→ Exercise inputs:
※ ※ ※
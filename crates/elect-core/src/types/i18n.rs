//! Phrase tables and i18n field naming.
//!
//! A translatable field comes in two parts: a plain field holding the
//! base-language text (`name`) and an i18n field (`name_i18n`) holding the
//! text id of the phrase. The [`PhraseTable`] maps text ids to their
//! translations.
//!
//! # Examples
//!
//! ```
//! use elect_core::{PhraseTable, i18n_field_name};
//!
//! let mut table = PhraseTable::new();
//! table.insert("office_mayor", "en", "Mayor");
//! table.insert("office_mayor", "es", "Alcalde");
//!
//! assert_eq!(i18n_field_name("name"), "name_i18n");
//! assert_eq!(table.get("office_mayor").map(|t| t.len()), Some(2));
//! ```

use std::collections::BTreeMap;

use serde::{Deserialize, Serialize};

use crate::error::SchemaError;

/// Suffix marking an i18n reference field.
pub const I18N_SUFFIX: &str = "_i18n";

/// Translations of one phrase: language code to text.
pub type I18nText = BTreeMap<String, String>;

/// Returns the i18n field name paired with a plain field.
#[inline]
#[must_use]
pub fn i18n_field_name(field: &str) -> String {
    format!("{field}{I18N_SUFFIX}")
}

/// Returns the plain field name for an i18n field, or `None` if `field` is
/// not an i18n field.
///
/// # Examples
///
/// ```
/// use elect_core::simple_field_name;
///
/// assert_eq!(simple_field_name("name_i18n"), Some("name"));
/// assert_eq!(simple_field_name("name"), None);
/// ```
#[inline]
#[must_use]
pub fn simple_field_name(field: &str) -> Option<&str> {
    field
        .strip_suffix(I18N_SUFFIX)
        .filter(|simple| !simple.is_empty())
}

/// Merged translations: text id to language code to text.
///
/// Backed by ordered maps so serialized output is stable.
#[derive(Debug, Clone, Default, PartialEq, Eq, Serialize, Deserialize)]
#[serde(transparent)]
pub struct PhraseTable {
    phrases: BTreeMap<String, I18nText>,
}

impl PhraseTable {
    /// Creates an empty table.
    #[inline]
    #[must_use]
    pub fn new() -> Self {
        Self::default()
    }

    /// Sets the translation of `text_id` in `lang`, replacing any previous one.
    pub fn insert(&mut self, text_id: impl Into<String>, lang: impl Into<String>, word: impl Into<String>) {
        self.phrases
            .entry(text_id.into())
            .or_default()
            .insert(lang.into(), word.into());
    }

    /// Adds every `(text_id, word)` pair of one language.
    pub fn merge_language<I>(&mut self, lang: &str, words: I)
    where
        I: IntoIterator<Item = (String, String)>,
    {
        for (text_id, word) in words {
            self.insert(text_id, lang, word);
        }
    }

    /// Returns the translations of a phrase.
    #[inline]
    #[must_use]
    pub fn get(&self, text_id: &str) -> Option<&I18nText> {
        self.phrases.get(text_id)
    }

    /// Returns the translations of a phrase, treating an unknown id as a
    /// broken reference from `context`.
    pub fn resolve(&self, text_id: &str, context: &str) -> Result<&I18nText, SchemaError> {
        self.get(text_id)
            .ok_or_else(|| SchemaError::broken_text_id(text_id, context))
    }

    /// Returns the translation of a phrase in one language.
    pub fn translation(
        &self,
        text_id: &str,
        lang: &str,
        context: &str,
    ) -> Result<&str, SchemaError> {
        self.resolve(text_id, context)?
            .get(lang)
            .map(String::as_str)
            .ok_or_else(|| SchemaError::MissingTranslation {
                text_id: text_id.to_owned(),
                lang: lang.to_owned(),
            })
    }

    /// Returns the phrases that have a non-empty translation in `base_lang`,
    /// in text id order.
    #[must_use]
    pub fn published(&self, base_lang: &str) -> Vec<Phrase> {
        self.phrases
            .iter()
            .filter(|(_, translations)| {
                translations
                    .get(base_lang)
                    .is_some_and(|word| !word.is_empty())
            })
            .map(|(id, translations)| Phrase {
                id: id.clone(),
                translations: translations.clone(),
            })
            .collect()
    }

    /// Number of phrases.
    #[inline]
    #[must_use]
    pub fn len(&self) -> usize {
        self.phrases.len()
    }

    /// Returns `true` if the table holds no phrases.
    #[inline]
    #[must_use]
    pub fn is_empty(&self) -> bool {
        self.phrases.is_empty()
    }

    /// Iterates over phrases in text id order.
    pub fn iter(&self) -> impl Iterator<Item = (&String, &I18nText)> {
        self.phrases.iter()
    }
}

/// A published phrase: its id plus one entry per language.
///
/// Serializes flat, e.g. `{"id": "office_mayor", "en": "Mayor", "es": "Alcalde"}`.
#[derive(Debug, Clone, PartialEq, Eq, Serialize, Deserialize)]
pub struct Phrase {
    /// The text id.
    pub id: String,

    /// Translations keyed by language code.
    #[serde(flatten)]
    pub translations: I18nText,
}

#[cfg(test)]
mod tests {
    use super::*;

    fn sample_table() -> PhraseTable {
        let mut table = PhraseTable::new();
        table.insert("t1", "en", "Hello");
        table.insert("t1", "fr", "Bonjour");
        table.insert("t2", "fr", "Seulement");
        table.insert("t3", "en", "");
        table
    }

    #[test]
    fn test_simple_field_name_requires_prefix() {
        assert_eq!(simple_field_name("_i18n"), None);
        assert_eq!(simple_field_name("title_i18n"), Some("title"));
        // A trailing 'n' must not be eaten the way character stripping would.
        assert_eq!(simple_field_name("division_i18n"), Some("division"));
    }

    #[test]
    fn test_merge_language_is_order_independent() {
        let english = vec![("t1".to_owned(), "Hello".to_owned())];
        let french = vec![("t1".to_owned(), "Bonjour".to_owned())];

        let mut forward = PhraseTable::new();
        forward.merge_language("en", english.clone());
        forward.merge_language("fr", french.clone());

        let mut backward = PhraseTable::new();
        backward.merge_language("fr", french);
        backward.merge_language("en", english);

        assert_eq!(forward, backward);
        let t1 = forward.get("t1").unwrap();
        assert_eq!(t1.get("en").map(String::as_str), Some("Hello"));
        assert_eq!(t1.get("fr").map(String::as_str), Some("Bonjour"));
    }

    #[test]
    fn test_resolve_unknown_id() {
        let table = sample_table();
        let err = table.resolve("missing", "body 'x'").unwrap_err();
        assert!(matches!(err, SchemaError::BrokenTextId { .. }));
    }

    #[test]
    fn test_translation_missing_language() {
        let table = sample_table();
        assert_eq!(table.translation("t1", "fr", "ctx").unwrap(), "Bonjour");
        let err = table.translation("t2", "en", "ctx").unwrap_err();
        assert!(matches!(err, SchemaError::MissingTranslation { .. }));
    }

    #[test]
    fn test_published_drops_phrases_without_base_language() {
        let table = sample_table();
        let published = table.published("en");
        assert_eq!(published.len(), 1);
        assert_eq!(published[0].id, "t1");
    }

    #[test]
    fn test_phrase_serializes_flat() {
        let table = sample_table();
        let phrase = &table.published("en")[0];
        let json = serde_json::to_value(phrase).unwrap();
        assert_eq!(
            json,
            serde_json::json!({"id": "t1", "en": "Hello", "fr": "Bonjour"})
        );
    }
}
※ ※ ※
Give back every line of the data exactly as it was written.

filename crates/elect-core/src/types/i18n.rs
//! Phrase tables and i18n field naming.
//!
//! A translatable field comes in two parts: a plain field holding the
//! base-language text (`name`) and an i18n field (`name_i18n`) holding the
//! text id of the phrase. The [`PhraseTable`] maps text ids to their
//! translations.
//!
//! # Examples
//!
//! ```
//! use elect_core::{PhraseTable, i18n_field_name};
//!
//! let mut table = PhraseTable::new();
//! table.insert("office_mayor", "en", "Mayor");
//! table.insert("office_mayor", "es", "Alcalde");
//!
//! assert_eq!(i18n_field_name("name"), "name_i18n");
//! assert_eq!(table.get("office_mayor").map(|t| t.len()), Some(2));
//! ```

use std::collections::BTreeMap;

use serde::{Deserialize, Serialize};

use crate::error::SchemaError;

/// Suffix marking an i18n reference field.
pub const I18N_SUFFIX: &str = "_i18n";

/// Translations of one phrase: language code to text.
pub type I18nText = BTreeMap<String, String>;

/// Returns the i18n field name paired with a plain field.
#[inline]
#[must_use]
pub fn i18n_field_name(field: &str) -> String {
    format!("{field}{I18N_SUFFIX}")
}

/// Returns the plain field name for an i18n field, or `None` if `field` is
/// not an i18n field.
///
/// # Examples
///
/// ```
/// use elect_core::simple_field_name;
///
/// assert_eq!(simple_field_name("name_i18n"), Some("name"));
/// assert_eq!(simple_field_name("name"), None);
/// ```
#[inline]
#[must_use]
pub fn simple_field_name(field: &str) -> Option<&str> {
    field
        .strip_suffix(I18N_SUFFIX)
        .filter(|simple| !simple.is_empty())
}

/// Merged translations: text id to language code to text.
///
/// Backed by ordered maps so serialized output is stable.
#[derive(Debug, Clone, Default, PartialEq, Eq, Serialize, Deserialize)]
#[serde(transparent)]
pub struct PhraseTable {
    phrases: BTreeMap<String, I18nText>,
}

impl PhraseTable {
    /// Creates an empty table.
    #[inline]
    #[must_use]
    pub fn new() -> Self {
        Self::default()
    }

    /// Sets the translation of `text_id` in `lang`, replacing any previous one.
    pub fn insert(&mut self, text_id: impl Into<String>, lang: impl Into<String>, word: impl Into<String>) {
        self.phrases
            .entry(text_id.into())
            .or_default()
            .insert(lang.into(), word.into());
    }

    /// Adds every `(text_id, word)` pair of one language.
    pub fn merge_language<I>(&mut self, lang: &str, words: I)
    where
        I: IntoIterator<Item = (String, String)>,
    {
        for (text_id, word) in words {
            self.insert(text_id, lang, word);
        }
    }

    /// Returns the translations of a phrase.
    #[inline]
    #[must_use]
    pub fn get(&self, text_id: &str) -> Option<&I18nText> {
        self.phrases.get(text_id)
    }

    /// Returns the translations of a phrase, treating an unknown id as a
    /// broken reference from `context`.
    pub fn resolve(&self, text_id: &str, context: &str) -> Result<&I18nText, SchemaError> {
        self.get(text_id)
            .ok_or_else(|| SchemaError::broken_text_id(text_id, context))
    }

    /// Returns the translation of a phrase in one language.
    pub fn translation(
        &self,
        text_id: &str,
        lang: &str,
        context: &str,
    ) -> Result<&str, SchemaError> {
        self.resolve(text_id, context)?
            .get(lang)
            .map(String::as_str)
            .ok_or_else(|| SchemaError::MissingTranslation {
                text_id: text_id.to_owned(),
                lang: lang.to_owned(),
            })
    }

    /// Returns the phrases that have a non-empty translation in `base_lang`,
    /// in text id order.
    #[must_use]
    pub fn published(&self, base_lang: &str) -> Vec<Phrase> {
        self.phrases
            .iter()
            .filter(|(_, translations)| {
                translations
                    .get(base_lang)
                    .is_some_and(|word| !word.is_empty())
            })
            .map(|(id, translations)| Phrase {
                id: id.clone(),
                translations: translations.clone(),
            })
            .collect()
    }

    /// Number of phrases.
    #[inline]
    #[must_use]
    pub fn len(&self) -> usize {
        self.phrases.len()
    }

    /// Returns `true` if the table holds no phrases.
    #[inline]
    #[must_use]
    pub fn is_empty(&self) -> bool {
        self.phrases.is_empty()
    }

    /// Iterates over phrases in text id order.
    pub fn iter(&self) -> impl Iterator<Item = (&String, &I18nText)> {
        self.phrases.iter()
    }
}

/// A published phrase: its id plus one entry per language.
///
/// Serializes flat, e.g. `{"id": "office_mayor", "en": "Mayor", "es": "Alcalde"}`.
#[derive(Debug, Clone, PartialEq, Eq, Serialize, Deserialize)]
pub struct Phrase {
    /// The text id.
    pub id: String,

    /// Translations keyed by language code.
    #[serde(flatten)]
    pub translations: I18nText,
}

#[cfg(test)]
mod tests {
    use super::*;

    fn sample_table() -> PhraseTable {
        let mut table = PhraseTable::new();
        table.insert("t1", "en", "Hello");
        table.insert("t1", "fr", "Bonjour");
        table.insert("t2", "fr", "Seulement");
        table.insert("t3", "en", "");
        table
    }

    #[test]
    fn test_simple_field_name_requires_prefix() {
        assert_eq!(simple_field_name("_i18n"), None);
        assert_eq!(simple_field_name("title_i18n"), Some("title"));
        // A trailing 'n' must not be eaten the way character stripping would.
        assert_eq!(simple_field_name("division_i18n"), Some("division"));
    }

    #[test]
    fn test_merge_language_is_order_independent() {
        let english = vec![("t1".to_owned(), "Hello".to_owned())];
        let french = vec![("t1".to_owned(), "Bonjour".to_owned())];

        let mut forward = PhraseTable::new();
        forward.merge_language("en", english.clone());
        forward.merge_language("fr", french.clone());

        let mut backward = PhraseTable::new();
        backward.merge_language("fr", french);
        backward.merge_language("en", english);

        assert_eq!(forward, backward);
        let t1 = forward.get("t1").unwrap();
        assert_eq!(t1.get("en").map(String::as_str), Some("Hello"));
        assert_eq!(t1.get("fr").map(String::as_str), Some("Bonjour"));
    }

    #[test]
    fn test_resolve_unknown_id() {
        let table = sample_table();
        let err = table.resolve("missing", "body 'x'").unwrap_err();
        assert!(matches!(err, SchemaError::BrokenTextId { .. }));
    }

    #[test]
    fn test_translation_missing_language() {
        let table = sample_table();
        assert_eq!(table.translation("t1", "fr", "ctx").unwrap(), "Bonjour");
        let err = table.translation("t2", "en", "ctx").unwrap_err();
        assert!(matches!(err, SchemaError::MissingTranslation { .. }));
    }

    #[test]
    fn test_published_drops_phrases_without_base_language() {
        let table = sample_table();
        let published = table.published("en");
        assert_eq!(published.len(), 1);
        assert_eq!(published[0].id, "t1");
    }

    #[test]
    fn test_phrase_serializes_flat() {
        let table = sample_table();
        let phrase = &table.published("en")[0];
        let json = serde_json::to_value(phrase).unwrap();
        assert_eq!(
            json,
            serde_json::json!({"id": "t1", "en": "Hello", "fr": "Bonjour"})
        );
    }
}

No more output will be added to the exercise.